Dr. Franklin to Dr. Johnson, July 2, 1752. Our Academy, which you so kindly inquire after, goes on well Since Mr. Martin's death, the Latin and Greek school has been under the care of Mr. Allison, a Dissenting minister, well skilled in those languages and long practiced in teaching. But he refused the Rectorship, or to have any thing to do with the government of the other schools. So that remains vacant, and obliges the Trustees to more frequent visits. We have now several young gentlemen desirous of entering on the study of Philosophy, and Lectures are to be opened this week. Mr. Allison undertakes Logic and Ethics, making your work his text to comment and lecture upon. Mr. Peters and some other gentlemen undertake the other branches, till we shall be provided with a Rector capable of the whole, who may attend wholly to the instructions of youth in the higher parts of learning as they come out fitted from the lower schools Our proprietors have lately wrote that they are extremely well pleased with the design, will take our Seminary under their patronage, give us a charter, and, as an earnest of their benevolence, Five Hundred Pounds sterling. And by our opening a charity school, in which near one hundred poor children are taught Reading, Writing, and Arithmetic, with the rudiments of religion, we have gained the general good will of all sorts of people, from whence donations and bequests may be reasonably expected to accrue from time to time.

Dr. Johnson to President Clap. Dr. Johnson, after accepting the presidency of the new college in New York, writes to President Clap of Yale College, in reference to the denial by the latter of the privilege once accorded to the children of Episcopal parents of attending a church in which a Missionary of the Society for the Propagation of the Gospel officiated, as follows: REV. AND DEAR SIR,—

STRATFORD, February 5, 1754. I thank you for your kind congratulation on my being chosen President of their intended College at New York, and I shall desire, by all means, if I undertake it, to hold a good correspondence not only as Colleges but as Christians, supposing you and the Fellows of your College act on the same equita. ble, Catholic, and Christian principles as we unanimously propose to act upon, i. e., to admit that the children of the Church may go to church when ever they have opportunity, as we think of nothing but to admit that the children of dissenting parents have leave to go to their meetings; nor can I see any thing like an argument in all you have said to justify the forbidding it. And I am prodigiously mistaken if you did not tell me it was an allowed and settled rule with you heretofore.

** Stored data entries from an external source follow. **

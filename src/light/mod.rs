use cgmath::{EuclideanSpace, InnerSpace, MetricSpace};
use tracing::warn;

use crate::{Float, Normal3, Point2f, Point3f, Vec3f};
use crate::geometry::{Bounds3f, DirectionCone, Ray};
use crate::interaction::{LightSampleContext, SurfaceHit};
use crate::math::safe_sqrt;
use crate::spectrum::{SampledSpectrum, SampledWavelengths};

pub mod diffuse;
pub mod distant;
pub mod infinite;
pub mod point;

pub use diffuse::DiffuseAreaLight;
pub use distant::DistantLight;
pub use infinite::UniformInfiniteLight;
pub use point::PointLight;

#[derive(Clone, Copy, Debug, PartialEq, Eq)]
pub enum LightType {
    DeltaPosition,
    DeltaDirection,
    Area,
    Infinite,
}

impl LightType {
    /// Delta lights can only be reached by sampling them explicitly.
    pub fn is_delta(self) -> bool {
        matches!(self, LightType::DeltaPosition | LightType::DeltaDirection)
    }
}

/// Incident illumination sampled from a light.
#[derive(Clone, Copy, Debug)]
pub struct LightLiSample {
    pub l: SampledSpectrum,
    /// Direction *towards* the light.
    pub wi: Vec3f,
    pub pdf: Float,
    pub p_light: SurfaceHit,
}

/// Conservative bounds on where a light is and which way it emits, for spatial light sampling.
#[derive(Clone, Copy, Debug)]
pub struct LightBounds {
    pub bounds: Bounds3f,
    pub w: Vec3f,
    pub phi: Float,
    pub cos_theta_o: Float,
    pub cos_theta_e: Float,
    pub two_sided: bool,
}

impl LightBounds {
    pub fn new(bounds: Bounds3f, w: Vec3f, phi: Float, cos_theta_o: Float, cos_theta_e: Float, two_sided: bool) -> Self {
        Self { bounds, w: w.normalize(), phi, cos_theta_o, cos_theta_e, two_sided }
    }

    pub fn centroid(&self) -> Point3f {
        self.bounds.centroid()
    }

    /// An upper bound on the contribution of the light to a point `p` with normal `n`.
    /// A zero normal means the point isn't on a surface.
    pub fn importance(&self, p: Point3f, n: Normal3) -> Float {
        let pc = self.centroid();
        let d2 = pc.distance2(p).max(self.bounds.diagonal().magnitude() / 2.0);

        // cos(max(0, a - b)) and sin(max(0, a - b)) from the sines and cosines of a and b
        let cos_sub_clamped = |sin_a: Float, cos_a: Float, sin_b: Float, cos_b: Float| {
            if cos_a > cos_b { 1.0 } else { cos_a * cos_b + sin_a * sin_b }
        };
        let sin_sub_clamped = |sin_a: Float, cos_a: Float, sin_b: Float, cos_b: Float| {
            if cos_a > cos_b { 0.0 } else { sin_a * cos_b - cos_a * sin_b }
        };

        let wi = (p - pc).normalize();
        let mut cos_theta_w = self.w.dot(wi);
        if self.two_sided {
            cos_theta_w = cos_theta_w.abs();
        }
        let sin_theta_w = safe_sqrt(1.0 - cos_theta_w * cos_theta_w);

        let cos_theta_b = DirectionCone::bound_subtended_directions(&self.bounds, p).cos_theta;
        let sin_theta_b = safe_sqrt(1.0 - cos_theta_b * cos_theta_b);

        let sin_theta_o = safe_sqrt(1.0 - self.cos_theta_o * self.cos_theta_o);
        let cos_theta_x = cos_sub_clamped(sin_theta_w, cos_theta_w, sin_theta_o, self.cos_theta_o);
        let sin_theta_x = sin_sub_clamped(sin_theta_w, cos_theta_w, sin_theta_o, self.cos_theta_o);
        let cos_theta_p = cos_sub_clamped(sin_theta_x, cos_theta_x, sin_theta_b, cos_theta_b);
        if cos_theta_p <= self.cos_theta_e {
            return 0.0;
        }

        let mut importance = self.phi * cos_theta_p / d2;
        if n != Normal3::zero() {
            let cos_theta_i = wi.dot(n.0).abs();
            let sin_theta_i = safe_sqrt(1.0 - cos_theta_i * cos_theta_i);
            importance *= cos_sub_clamped(sin_theta_i, cos_theta_i, sin_theta_b, cos_theta_b);
        }
        importance.max(0.0)
    }
}

pub trait LightKind {
    fn light_type(&self) -> LightType;

    /// Total emitted power.
    fn phi(&self, lambda: &SampledWavelengths) -> SampledSpectrum;

    /// Samples a direction towards the light from `ctx`. With `allow_incomplete_pdf` the light
    /// may decline directions that BSDF sampling already covers well.
    fn sample_li(
        &self,
        ctx: &LightSampleContext,
        u: Point2f,
        lambda: &SampledWavelengths,
        allow_incomplete_pdf: bool,
    ) -> Option<LightLiSample>;

    /// Solid angle density of `sample_li` choosing `wi` from `ctx`.
    fn pdf_li(&self, ctx: &LightSampleContext, wi: Vec3f, allow_incomplete_pdf: bool) -> Float;

    /// Radiance leaving a point on an area light's surface.
    fn l(&self, _p: Point3f, _n: Normal3, _uv: Point2f, _w: Vec3f, _lambda: &SampledWavelengths) -> SampledSpectrum {
        SampledSpectrum::zero()
    }

    /// Radiance arriving along a ray that left the scene.
    fn le_escaped(&self, _ray: &Ray, _lambda: &SampledWavelengths) -> SampledSpectrum {
        SampledSpectrum::zero()
    }

    /// Called once with the bounds of the scene before rendering.
    fn preprocess(&self, _scene_bounds: &Bounds3f) {}

    /// `None` for lights without finite extent.
    fn bounds(&self) -> Option<LightBounds>;
}

tagged_handle! {
    pub enum Light<'a>: &'a {
        Point(PointLight),
        Distant(DistantLight),
        DiffuseArea(DiffuseAreaLight<'a>),
        UniformInfinite(UniformInfiniteLight),
    }
}

impl<'a> LightKind for Light<'a> {
    fn light_type(&self) -> LightType {
        each_kind!(self, Point, Distant, DiffuseArea, UniformInfinite => |l| l.light_type())
    }

    fn phi(&self, lambda: &SampledWavelengths) -> SampledSpectrum {
        each_kind!(self, Point, Distant, DiffuseArea, UniformInfinite => |l| l.phi(lambda))
    }

    fn sample_li(
        &self,
        ctx: &LightSampleContext,
        u: Point2f,
        lambda: &SampledWavelengths,
        allow_incomplete_pdf: bool,
    ) -> Option<LightLiSample> {
        each_kind!(self, Point, Distant, DiffuseArea, UniformInfinite => |l| l.sample_li(ctx, u, lambda, allow_incomplete_pdf))
    }

    fn pdf_li(&self, ctx: &LightSampleContext, wi: Vec3f, allow_incomplete_pdf: bool) -> Float {
        each_kind!(self, Point, Distant, DiffuseArea, UniformInfinite => |l| l.pdf_li(ctx, wi, allow_incomplete_pdf))
    }

    fn l(&self, p: Point3f, n: Normal3, uv: Point2f, w: Vec3f, lambda: &SampledWavelengths) -> SampledSpectrum {
        each_kind!(self, Point, Distant, DiffuseArea, UniformInfinite => |l| l.l(p, n, uv, w, lambda))
    }

    fn le_escaped(&self, ray: &Ray, lambda: &SampledWavelengths) -> SampledSpectrum {
        each_kind!(self, Point, Distant, DiffuseArea, UniformInfinite => |l| l.le_escaped(ray, lambda))
    }

    fn preprocess(&self, scene_bounds: &Bounds3f) {
        each_kind!(self, Point, Distant, DiffuseArea, UniformInfinite => |l| l.preprocess(scene_bounds))
    }

    fn bounds(&self) -> Option<LightBounds> {
        each_kind!(self, Point, Distant, DiffuseArea, UniformInfinite => |l| l.bounds())
    }
}

/// Bounding sphere of the scene, filled in by `preprocess` for lights at infinity.
#[derive(Debug, Default)]
pub(crate) struct SceneSphere(once_cell::sync::OnceCell<(Point3f, Float)>);

impl SceneSphere {
    /// Returns false when an earlier, different scene is kept instead.
    pub(crate) fn set(&self, bounds: &Bounds3f) -> bool {
        // a light shared by several integrators keeps the first scene it saw
        let sphere = bounds.bounding_sphere();
        match self.0.try_insert(sphere) {
            Ok(_) => true,
            Err((kept, _)) if *kept == sphere => true,
            Err((kept, _)) => {
                warn!(?kept, ignored = ?sphere, "light already preprocessed for another scene");
                false
            }
        }
    }

    pub(crate) fn get(&self) -> (Point3f, Float) {
        self.0.get().copied().unwrap_or((Point3f::origin(), 0.0))
    }
}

The only point in question, as I humbly conceive, is, whether there ought of right to be any such law in your College as, either in words or by necessary consequence, forbids the liberty we contend for! What we must beg leave to ipsist on is, That there ought not; and that it is highly injurious to forbid it; unless you can make it appear That you ever had a right to exclude the people of the Church belonging to this Colony, from having the benefit of Public education in your College, without their submitting to the hard condition of not being allowed to do what they believe in their conscience it is their indispensable duty to do, i. e., to require their children to go to church whenever they have opportunity, and at the same time, a right to accept and hold such vast benefactions from gentlemen of the Church of England, wherewith to support you in maintaining such a law in exclusion of such a liberty. Can you think those gentlemen would ever bave given such benefactions to such a purpose! And ought it not to be considered, at the same time, that the parents of these children contribute also their proportion every year to the support of the College?

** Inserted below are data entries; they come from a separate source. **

use crate::{Float, Point2f, Vec2f, Vec3f};
use crate::math::{safe_sqrt, sqr, INV_2_PI, INV_4_PI, INV_PI, ONE_MINUS_EPSILON, PI, PI_OVER_2, PI_OVER_4};

pub fn sample_uniform_disk_concentric(u: Point2f) -> Point2f {
    // map sample from [0, 1] to [-1, 1]
    let u_offset = 2.0 * u - Vec2f::new(1.0, 1.0);
    if u_offset.x == 0.0 && u_offset.y == 0.0 {
        return Point2f::new(0.0, 0.0);
    }

    let (r, theta) = if u_offset.x.abs() > u_offset.y.abs() {
        (u_offset.x, PI_OVER_4 * (u_offset.y / u_offset.x))
    } else {
        (u_offset.y, PI_OVER_2 - PI_OVER_4 * (u_offset.x / u_offset.y))
    };

    Point2f::new(r * theta.cos(), r * theta.sin())
}

pub fn sample_uniform_disk_polar(u: Point2f) -> Point2f {
    let r = u.x.sqrt();
    let theta = 2.0 * PI * u.y;
    Point2f::new(r * theta.cos(), r * theta.sin())
}

pub fn sample_cosine_hemisphere(u: Point2f) -> Vec3f {
    let d = sample_uniform_disk_concentric(u);
    let z = safe_sqrt(1.0 - d.x * d.x - d.y * d.y);
    Vec3f::new(d.x, d.y, z)
}

#[inline]
pub fn cosine_hemisphere_pdf(cos_theta: Float) -> Float {
    cos_theta * INV_PI
}

pub fn sample_uniform_hemisphere(u: Point2f) -> Vec3f {
    let z = u.x;
    let r = safe_sqrt(1.0 - z * z);
    let phi = 2.0 * PI * u.y;
    Vec3f::new(r * phi.cos(), r * phi.sin(), z)
}

#[inline]
pub fn uniform_hemisphere_pdf() -> Float {
    INV_2_PI
}

pub fn sample_uniform_sphere(u: Point2f) -> Vec3f {
    let z = 1.0 - 2.0 * u.x;
    let r = safe_sqrt(1.0 - z * z);
    let phi = 2.0 * PI * u.y;
    Vec3f::new(r * phi.cos(), r * phi.sin(), z)
}

#[inline]
pub fn uniform_sphere_pdf() -> Float {
    INV_4_PI
}

pub fn sample_uniform_cone(u: Point2f, cos_theta_max: Float) -> Vec3f {
    let cos_theta = (1.0 - u.x) + u.x * cos_theta_max;
    let sin_theta = safe_sqrt(1.0 - cos_theta * cos_theta);
    let phi = u.y * 2.0 * PI;
    crate::spherical_direction(sin_theta, cos_theta, phi)
}

#[inline]
pub fn uniform_cone_pdf(cos_theta_max: Float) -> Float {
    1.0 / (2.0 * PI * (1.0 - cos_theta_max))
}

/// Barycentric coordinates uniformly distributed over a triangle.
pub fn sample_uniform_triangle(u: Point2f) -> [Float; 3] {
    let (b0, b1) = if u.x < u.y {
        let b0 = u.x / 2.0;
        (b0, u.y - b0)
    } else {
        let b1 = u.y / 2.0;
        (u.x - b1, b1)
    };
    [b0, b1, 1.0 - b0 - b1]
}

/// Samples the tent function of half-width `r` centred on zero.
pub fn sample_tent(u: Float, r: Float) -> Float {
    if u < 0.5 {
        let up = (u / 0.5).min(ONE_MINUS_EPSILON);
        -r + r * sample_linear_rising(up)
    } else {
        let up = ((u - 0.5) / 0.5).min(ONE_MINUS_EPSILON);
        r * (1.0 - sample_linear_rising(1.0 - up))
    }
}

/// Samples the density `2x` on [0, 1].
fn sample_linear_rising(u: Float) -> Float {
    u.sqrt()
}

pub fn tent_pdf(x: Float, r: Float) -> Float {
    if x.abs() >= r {
        0.0
    } else {
        (r - x.abs()) / sqr(r)
    }
}

#[inline]
pub fn power_heuristic(nf: u32, f_pdf: Float, ng: u32, g_pdf: Float) -> Float {
    let f = nf as Float * f_pdf;
    let g = ng as Float * g_pdf;
    if f.is_infinite() && f > 0.0 {
        return 1.0;
    }
    if f == 0.0 && g == 0.0 {
        return 0.0;
    }
    (f * f) / (f * f + g * g)
}

#[inline]
pub fn balance_heuristic(nf: u32, f_pdf: Float, ng: u32, g_pdf: Float) -> Float {
    let f = nf as Float * f_pdf;
    let g = ng as Float * g_pdf;
    if f == 0.0 && g == 0.0 {
        return 0.0;
    }
    f / (f + g)
}

const PRIMES: [u64; 8] = [2, 3, 5, 7, 11, 13, 17, 19];

/// Van der Corput radical inverse of `a` in the `base_index`-th prime base.
pub fn radical_inverse(base_index: usize, mut a: u64) -> Float {
    let base = PRIMES[base_index % PRIMES.len()];
    let inv_base = 1.0 / base as f64;
    let mut inv_base_m = 1.0f64;
    let mut reversed = 0u64;
    while a > 0 {
        let next = a / base;
        let digit = a - next * base;
        reversed = reversed * base + digit;
        inv_base_m *= inv_base;
        a = next;
    }
    ((reversed as f64 * inv_base_m) as Float).min(ONE_MINUS_EPSILON)
}

/// Piecewise-constant 1D distribution over [0, 1] with `func.len()` equal segments.
#[derive(Clone, Debug)]
pub struct Distribution1D {
    func: Vec<Float>,
    cdf: Vec<Float>,
    func_int: Float,
}

pub struct DiscreteSample {
    pub index: usize,
    pub pmf: Float,
    /// The sample rescaled to [0, 1) within the chosen segment.
    pub u_remapped: Float,
}

impl Distribution1D {
    /// Negative values are treated as zero. An all-zero function becomes uniform.
    pub fn new(func: &[Float]) -> Self {
        let func: Vec<Float> = func.iter().map(|f| f.abs()).collect();
        let n = func.len();
        let mut cdf = vec![0.0; n + 1];
        for i in 1..=n {
            cdf[i] = cdf[i - 1] + func[i - 1] / n as Float;
        }

        let func_int = cdf[n];
        if func_int == 0.0 {
            for (i, c) in cdf.iter_mut().enumerate().skip(1) {
                *c = i as Float / n as Float;
            }
        } else {
            for c in cdf.iter_mut().skip(1) {
                *c /= func_int;
            }
        }

        Self { func, cdf, func_int }
    }

    pub fn count(&self) -> usize {
        self.func.len()
    }

    pub fn integral(&self) -> Float {
        self.func_int
    }

    fn find_interval(&self, u: Float) -> usize {
        let first_above = self.cdf.partition_point(|&c| c <= u);
        first_above.saturating_sub(1).min(self.count() - 1)
    }

    pub fn sample_discrete(&self, u: Float) -> Option<DiscreteSample> {
        if self.func.is_empty() {
            return None;
        }
        let index = self.find_interval(u);
        let width = self.cdf[index + 1] - self.cdf[index];
        let u_remapped = if width > 0.0 { ((u - self.cdf[index]) / width).min(ONE_MINUS_EPSILON) } else { 0.0 };
        Some(DiscreteSample { index, pmf: self.discrete_pmf(index), u_remapped })
    }

    pub fn discrete_pmf(&self, index: usize) -> Float {
        if index >= self.count() {
            return 0.0;
        }
        self.cdf[index + 1] - self.cdf[index]
    }

    /// Returns the sampled point in [0, 1) and its density.
    pub fn sample_continuous(&self, u: Float) -> Option<(Float, Float)> {
        let sample = self.sample_discrete(u)?;
        let n = self.count() as Float;
        let x = (sample.index as Float + sample.u_remapped) / n;
        let pdf = if self.func_int > 0.0 { self.func[sample.index] / self.func_int } else { 1.0 };
        Some((x, pdf))
    }
}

Your argument in a former letter was, That it is inconsistent with the original design of the founders, which was only to provide ministers for your churches. But pray, Sir, why may not our Church also be provided for with ministers from one common College as well as your churches ? And ought not the Catholic design of the principal benefactors also in strict justice to be regarded, who, in the sense of the English law, are to be reckoned among the founders ? See Viner, on the Title FOUNDERS. What Mr. Yale's views* were,

Jeremiah Dummer, Agent of the Colony of Connecticut, writing to Gov. Saltonstall, from Middle Temple (London), 14th April, 1719,' says: 'I heartily congratulate you upon the happy union of the Colony, in fixing the College at New Haven, after some differences which might have been attended with ill consequences. Mr. Yale is very much rejoiced at this good news, and more than a little pleased with his being the Patron of such a seat of the Muses. Saving that he expressed at first some kind of concern, whether it was well in him, being a Churchman, to promote an Academy of Dissenters. But when we had discoursed that point freely, he appeared convinced that the business of good men is to spread religion and learning among mankind without being too I had not opportunity of knowing, though, doubtless, they were the same that we suppose. But I was knowing to Bishop Berkeley's, which were that his great Donation should be equally for a common benefit, without respect to parties. For I was myself the principal, I may say in effect the only person in procuring that Donation, and with those generous, Catholic, and charitable views; though you (not willing, it seems that Posterity should ever know this) did not think fit to do me the justice in the History of the College (though humbly suggested), as to give me the credit of any, the least influence on bim in that affair; when the truth is, had it not been for my influence, it would never have been done, to which I was prompted by the sincere desire that it should be for a common benefit, when I could have easily procured it appropri. ated to the Church: But at that time Mr. Williams also pretended a mighty Catholic charitable conviction that there never was any meaning in it; it being at the very same juncture that he, with the Hampshire ministers, his father at the head of them, were, in their great charity, contriving a letter to the Bishop of London, by means of which they hoped to deprive all the Church people in these parts of their ministers, and them of their support; the same charitable aim that Mr. Hobart and his friends are pursuing at this day! And now you, Gentlemen, are so severe as to establish a law to deprive us of the benefit of a public education for our children too, unless we will let them—nay, require them to go out of our own houses to meeting, when there is a church at our doors.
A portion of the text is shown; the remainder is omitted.